The secrets of perfect installation of movable glass.
Some of our customers don’t care about wind noise, but a few are extraordinarily picky. We don’t blame them, either. They’re driving a Mercedes-Benz, after all, and the interior should be as quiet as a church. Most of them, however, get really upset with water leaks, and understandably so. Both of these annoyances are often caused by the same issue: mis-adjusted glass. Let’s take a look at both finding and fixing these often elusive problems.
Sedans and wagons rarely have wind noise complaints, mostly because the doors have a full frame around the windows that supports the glass at all four edges, minimizing the chances for any kind of gap to open up and cause a problem. Coupes, cabriolets, and roadsters are a different story: They depend on the pressure of the glass against a compliant rubber seal to prevent air and water leaks, and this pressure comes from a correctly installed and adjusted glass window.
Movable roof systems add to the complexity, since the soft top or hard top can also fall out of alignment and open a gap. We’ll take a look at a few different models, but, of course, our usual advice to look up the correct procedure for your specific vehicle in the Workshop Information System (WIS) still applies.
Before we can correct the adjustment of door glass, we need to find, unambiguously, the exact location of the air or water leak. Complicating things are the facts that air noises can appear to be coming from places far from the actual source, and that water drips downhill, but is also influenced by the movement of the vehicle so can appear to be coming from a location also far from the source.
The key to finding the leak is to duplicate the customer’s use conditions. Press the customer to give you the symptoms and operating conditions as carefully and precisely as possible. Of course, this is a standard technique that is needed regardless of the type of repair, but it is especially important with these kind of harder-to-find complaints.

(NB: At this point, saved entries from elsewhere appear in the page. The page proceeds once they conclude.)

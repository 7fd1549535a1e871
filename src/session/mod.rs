pub mod clock;
pub mod config;
pub mod controller;
pub mod state;
pub mod status;

pub use clock::{Clock, ManualClock, SystemClock};
pub use config::SessionPolicy;
pub use controller::MoodController;
pub use state::{OverrideRecord, SessionState};
pub use status::MoodStatus;
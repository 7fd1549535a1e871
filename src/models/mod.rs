pub mod history;
pub mod mood;
pub mod signals;

pub use history::{MoodLogEntry, MoodLogInput};
pub use mood::{Mood, Rgb, TextTone};
pub use signals::{SignalSnapshot, SleepStage};
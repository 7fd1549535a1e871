use std::convert::TryFrom;

use anyhow::{anyhow, Context, Result};
use log::warn;
use rusqlite::{params, Row};

use crate::{
    db::{
        connection::Database,
        helpers::{parse_datetime, parse_mood},
    },
    models::MoodLogEntry,
};

fn row_to_entry(row: &Row) -> Result<MoodLogEntry> {
    let date: String = row.get("date")?;
    let mood: String = row.get("mood")?;
    let rating: i64 = row.get("rating")?;

    Ok(MoodLogEntry {
        id: row.get("id")?,
        date: parse_datetime(&date, "date")?,
        day: row.get("day")?,
        mood: parse_mood(&mood)?,
        note: row.get("note")?,
        answer: row.get("answer")?,
        rating: u8::try_from(rating).map_err(|_| anyhow!("rating {rating} out of range"))?,
    })
}

impl Database {
    /// Stores an entry and drops everything older than the newest `keep`.
    pub async fn insert_mood_entry(&self, entry: &MoodLogEntry, keep: usize) -> Result<()> {
        let record = entry.clone();
        let keep = i64::try_from(keep).map_err(|_| anyhow!("history cap {keep} too large"))?;
        self.execute(move |conn| {
            let tx = conn.transaction().context("failed to open history transaction")?;
            tx.execute(
                "INSERT INTO mood_history (id, date, day, mood, note, answer, rating)
                 VALUES (?1, ?2, ?3, ?4, ?5, ?6, ?7)",
                params![
                    record.id,
                    record.date.to_rfc3339(),
                    record.day,
                    record.mood.as_str(),
                    record.note,
                    record.answer,
                    record.rating,
                ],
            )
            .context("failed to insert mood entry")?;

            tx.execute(
                "DELETE FROM mood_history
                 WHERE id NOT IN (
                     SELECT id FROM mood_history ORDER BY date DESC, rowid DESC LIMIT ?1
                 )",
                params![keep],
            )
            .context("failed to trim mood history")?;

            tx.commit().context("failed to commit mood entry")?;
            Ok(())
        })
        .await
    }

    /// Newest first. Rows that no longer parse are skipped.
    pub async fn list_mood_entries(&self) -> Result<Vec<MoodLogEntry>> {
        self.execute(|conn| {
            let mut stmt = conn.prepare(
                "SELECT id, date, day, mood, note, answer, rating
                 FROM mood_history
                 ORDER BY date DESC, rowid DESC",
            )?;

            let mut rows = stmt.query([])?;
            let mut entries = Vec::new();
            while let Some(row) = rows.next()? {
                match row_to_entry(row) {
                    Ok(entry) => entries.push(entry),
                    Err(err) => warn!("Skipping unreadable mood entry: {err:#}"),
                }
            }

            Ok(entries)
        })
        .await
    }

    pub async fn clear_mood_history(&self) -> Result<()> {
        self.execute(|conn| {
            conn.execute("DELETE FROM mood_history", [])
                .context("failed to clear mood history")?;
            Ok(())
        })
        .await
    }
}

#[cfg(test)]
mod tests {
    use super::*;
    use crate::models::Mood;
    use chrono::{Duration, TimeZone, Utc};

    fn entry(id: &str, minutes: i64, mood: Mood) -> MoodLogEntry {
        MoodLogEntry {
            id: id.to_string(),
            date: Utc.with_ymd_and_hms(2025, 6, 6, 8, 0, 0).unwrap() + Duration::minutes(minutes),
            day: "Friday".to_string(),
            mood,
            note: String::new(),
            answer: "slept well".to_string(),
            rating: 4,
        }
    }

    #[tokio::test]
    async fn keeps_only_newest_entries() {
        let dir = tempfile::tempdir().unwrap();
        let db = Database::new(dir.path().join("history.sqlite3")).unwrap();

        for i in 0..9 {
            db.insert_mood_entry(&entry(&format!("e{i}"), i, Mood::Calm), 7)
                .await
                .unwrap();
        }

        let entries = db.list_mood_entries().await.unwrap();
        let ids: Vec<_> = entries.iter().map(|e| e.id.as_str()).collect();
        assert_eq!(ids, vec!["e8", "e7", "e6", "e5", "e4", "e3", "e2"]);
        assert_eq!(entries[0].answer, "slept well");
    }

    #[tokio::test]
    async fn skips_rows_with_unknown_mood() {
        let dir = tempfile::tempdir().unwrap();
        let db = Database::new(dir.path().join("history.sqlite3")).unwrap();
        db.insert_mood_entry(&entry("good", 0, Mood::Sad), 7).await.unwrap();
        db.execute(|conn| {
            conn.execute(
                "INSERT INTO mood_history (id, date, day, mood, note, answer, rating)
                 VALUES ('bad', '2025-06-06T09:00:00+00:00', 'Friday', 'bored', '', '', 3)",
                [],
            )?;
            Ok(())
        })
        .await
        .unwrap();

        let entries = db.list_mood_entries().await.unwrap();
        assert_eq!(entries.len(), 1);
        assert_eq!(entries[0].mood, Mood::Sad);

        db.clear_mood_history().await.unwrap();
        assert!(db.list_mood_entries().await.unwrap().is_empty());
    }

    #[tokio::test]
    async fn rejects_out_of_range_rating() {
        let dir = tempfile::tempdir().unwrap();
        let db = Database::new(dir.path().join("history.sqlite3")).unwrap();
        let mut bad = entry("x", 0, Mood::Happy);
        bad.rating = 9;
        assert!(db.insert_mood_entry(&bad, 7).await.is_err());
    }
}
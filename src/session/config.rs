use chrono::Duration;

/// Timing rules for overrides, mood-change debounce and reminders.
#[derive(Debug, Clone)]
pub struct SessionPolicy {
    /// How long a manual mood stays in effect.
    pub override_window: Duration,

    /// Minimum gap between two significant mood changes.
    pub mood_change_debounce: Duration,

    /// Delay before the challenge reminder fires.
    pub reminder_delay_secs: u64,
}

impl Default for SessionPolicy {
    fn default() -> Self {
        Self {
            override_window: Duration::minutes(30),
            mood_change_debounce: Duration::seconds(300),
            reminder_delay_secs: 300,
        }
    }
}
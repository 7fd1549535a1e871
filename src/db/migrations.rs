use anyhow::{bail, Context, Result};
use rusqlite::{Connection, Transaction};

const CURRENT_SCHEMA_VERSION: i32 = 2;

pub fn run_migrations(conn: &mut Connection) -> Result<()> {
    let mut version: i32 = conn
        .pragma_query_value(None, "user_version", |row| row.get(0))
        .context("failed to read user_version pragma")?;

    if version > CURRENT_SCHEMA_VERSION {
        bail!(
            "database version ({}) is newer than supported schema ({})",
            version,
            CURRENT_SCHEMA_VERSION
        );
    }

    if version == CURRENT_SCHEMA_VERSION {
        return Ok(());
    }

    let tx = conn
        .transaction()
        .context("failed to open migration transaction")?;

    while version < CURRENT_SCHEMA_VERSION {
        let next_version = version + 1;
        apply_migration(&tx, next_version)
            .with_context(|| format!("migration to version {next_version} failed"))?;
        version = next_version;
    }

    tx.pragma_update(None, "user_version", CURRENT_SCHEMA_VERSION)
        .context("failed to update user_version pragma")?;
    tx.commit().context("failed to commit migrations")?;

    Ok(())
}

fn apply_migration(tx: &Transaction<'_>, version: i32) -> Result<()> {
    let sql = match version {
        1 => include_str!("schemas/schema_v1.sql"),
        2 => include_str!("schemas/schema_v2.sql"),
        _ => bail!("unknown migration target version: {version}"),
    };
    tx.execute_batch(sql)
        .with_context(|| format!("failed to execute schema_v{version}.sql"))
}

#[cfg(test)]
mod tests {
    use super::*;

    #[test]
    fn migrates_fresh_database_once() {
        let mut conn = Connection::open_in_memory().unwrap();
        run_migrations(&mut conn).unwrap();
        run_migrations(&mut conn).unwrap();

        let version: i32 = conn
            .pragma_query_value(None, "user_version", |row| row.get(0))
            .unwrap();
        assert_eq!(version, CURRENT_SCHEMA_VERSION);

        let tables: i64 = conn
            .query_row(
                "SELECT COUNT(*) FROM sqlite_master
                 WHERE type = 'table' AND name IN ('challenge_progress', 'mood_history')",
                [],
                |row| row.get(0),
            )
            .unwrap();
        assert_eq!(tables, 2);
    }

    #[test]
    fn refuses_newer_schema() {
        let mut conn = Connection::open_in_memory().unwrap();
        conn.pragma_update(None, "user_version", CURRENT_SCHEMA_VERSION + 1)
            .unwrap();
        assert!(run_migrations(&mut conn).is_err());
    }
}
mod catalog;
pub mod db;
pub mod health;
pub mod history;
pub mod inference;
pub mod models;
pub mod notify;
pub mod poller;
pub mod session;
pub mod settings;
mod utils;

use std::{path::Path, sync::Arc};

use anyhow::{Context, Result};
use tokio::sync::Mutex;

pub use catalog::{quote_at, rating_emoji, QUOTES};
pub use db::Database;
pub use health::{HealthDataSource, LatestSnapshot, SampleCollector, SampleSet};
pub use history::MoodJournal;
pub use inference::{explain, infer, infer_at, Inference, MoodRule};
pub use models::{Mood, MoodLogEntry, MoodLogInput, Rgb, SignalSnapshot, SleepStage, TextTone};
pub use notify::{ChannelNotifier, LogNotifier, MoodEvent, Notification, Notifier};
pub use poller::MoodPoller;
pub use session::{Clock, MoodController, MoodStatus, SessionPolicy, SessionState, SystemClock};
pub use settings::{SettingsStore, UserSettings};
pub use utils::logging::init_logging;

/// Everything a UI shell needs, wired together.
pub struct AppState {
    pub db: Database,
    pub mood: MoodController,
    pub journal: MoodJournal,
    pub settings: Arc<SettingsStore>,
    /// Push collector readings here.
    pub signals: LatestSnapshot,
    /// Or hand raw samples here.
    pub collector: SampleCollector,
    pub poller: Mutex<MoodPoller>,
}

/// Opens storage under `app_data_dir` and builds the controller with the
/// system clock and the given notifier.
pub async fn bootstrap(app_data_dir: &Path, notifier: Arc<dyn Notifier>) -> Result<AppState> {
    std::fs::create_dir_all(app_data_dir).with_context(|| {
        format!("failed to create app data directory {}", app_data_dir.display())
    })?;

    let db = Database::new(app_data_dir.join("moodsense.sqlite3"))?;
    let settings = Arc::new(SettingsStore::new(app_data_dir.join("settings.json"))?);
    let signals = LatestSnapshot::new();

    let mood = MoodController::open(
        db.clone(),
        Arc::new(signals.clone()),
        notifier,
        Arc::new(SystemClock),
        settings.clone(),
        SessionPolicy::default(),
    )
    .await;

    log::info!("MoodSense ready at {}", app_data_dir.display());

    Ok(AppState {
        journal: MoodJournal::new(db.clone()),
        collector: SampleCollector::new(signals.clone()),
        db,
        mood,
        settings,
        signals,
        poller: Mutex::new(MoodPoller::new()),
    })
}

impl AppState {
    pub async fn start_polling(&self) -> Result<()> {
        self.poller
            .lock()
            .await
            .start(self.mood.clone(), MoodPoller::default_interval())
    }

    pub async fn shutdown(&self) -> Result<()> {
        self.poller.lock().await.stop().await
    }
}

If possible, take a test drive with the customer. Bring along a handkerchief and a cardboard paper-towel tube: The handkerchief is used to cover suspected leak areas, which will noticeably dampen the noise. The tube is used as a hearing aid to better pinpoint the source of a leak. Of course, have the customer drive the vehicle while you use these tools — nothing’s worse than crashing your customer’s car. Likewise, when you’re troubleshooting after the customer has left, have someone else drive so you can focus on the leak and he or she can focus on driving. Just like texting and driving, doing this kind of work alone is extraordinarily dangerous, to both you and others on the road.
Another part of your diagnostic toolbox is a roll of wide painter’s tape. Use this to mask off seams around the glass, doors, mirrors, anyplace that can contribute to air noise. Tape is also useful for water leaks to temporarily waterproof an area while water testing.
Mercedes-Benz recommends the use of an ultrasonic leak detector for finding leaks. The typical method is to place the ultrasonic transmitter inside the vehicle and use the detector and headphones to listen around seams and gaps. Since the ultrasonic sound waves have a smaller wavelength than normal audible sounds, they “fit” through tighter gaps and will help you locate even the tiniest leaks.
The Mercedes-Benz recommended kit is the OmiSonic Ultrasound Diagnostic System. Included in the kit are not only the ultrasonic transmitter and receiver with headphones, but a variety of sound probes to focus the search as closely as needed. There are other, similar, choices on the market, in varying price ranges, some under $100. For a shop that might need to find a leak (including in vacuum, pressure, and fluid lines) the better-quality systems are worth the money, but for occasional use you can often get away with a cheaper tool.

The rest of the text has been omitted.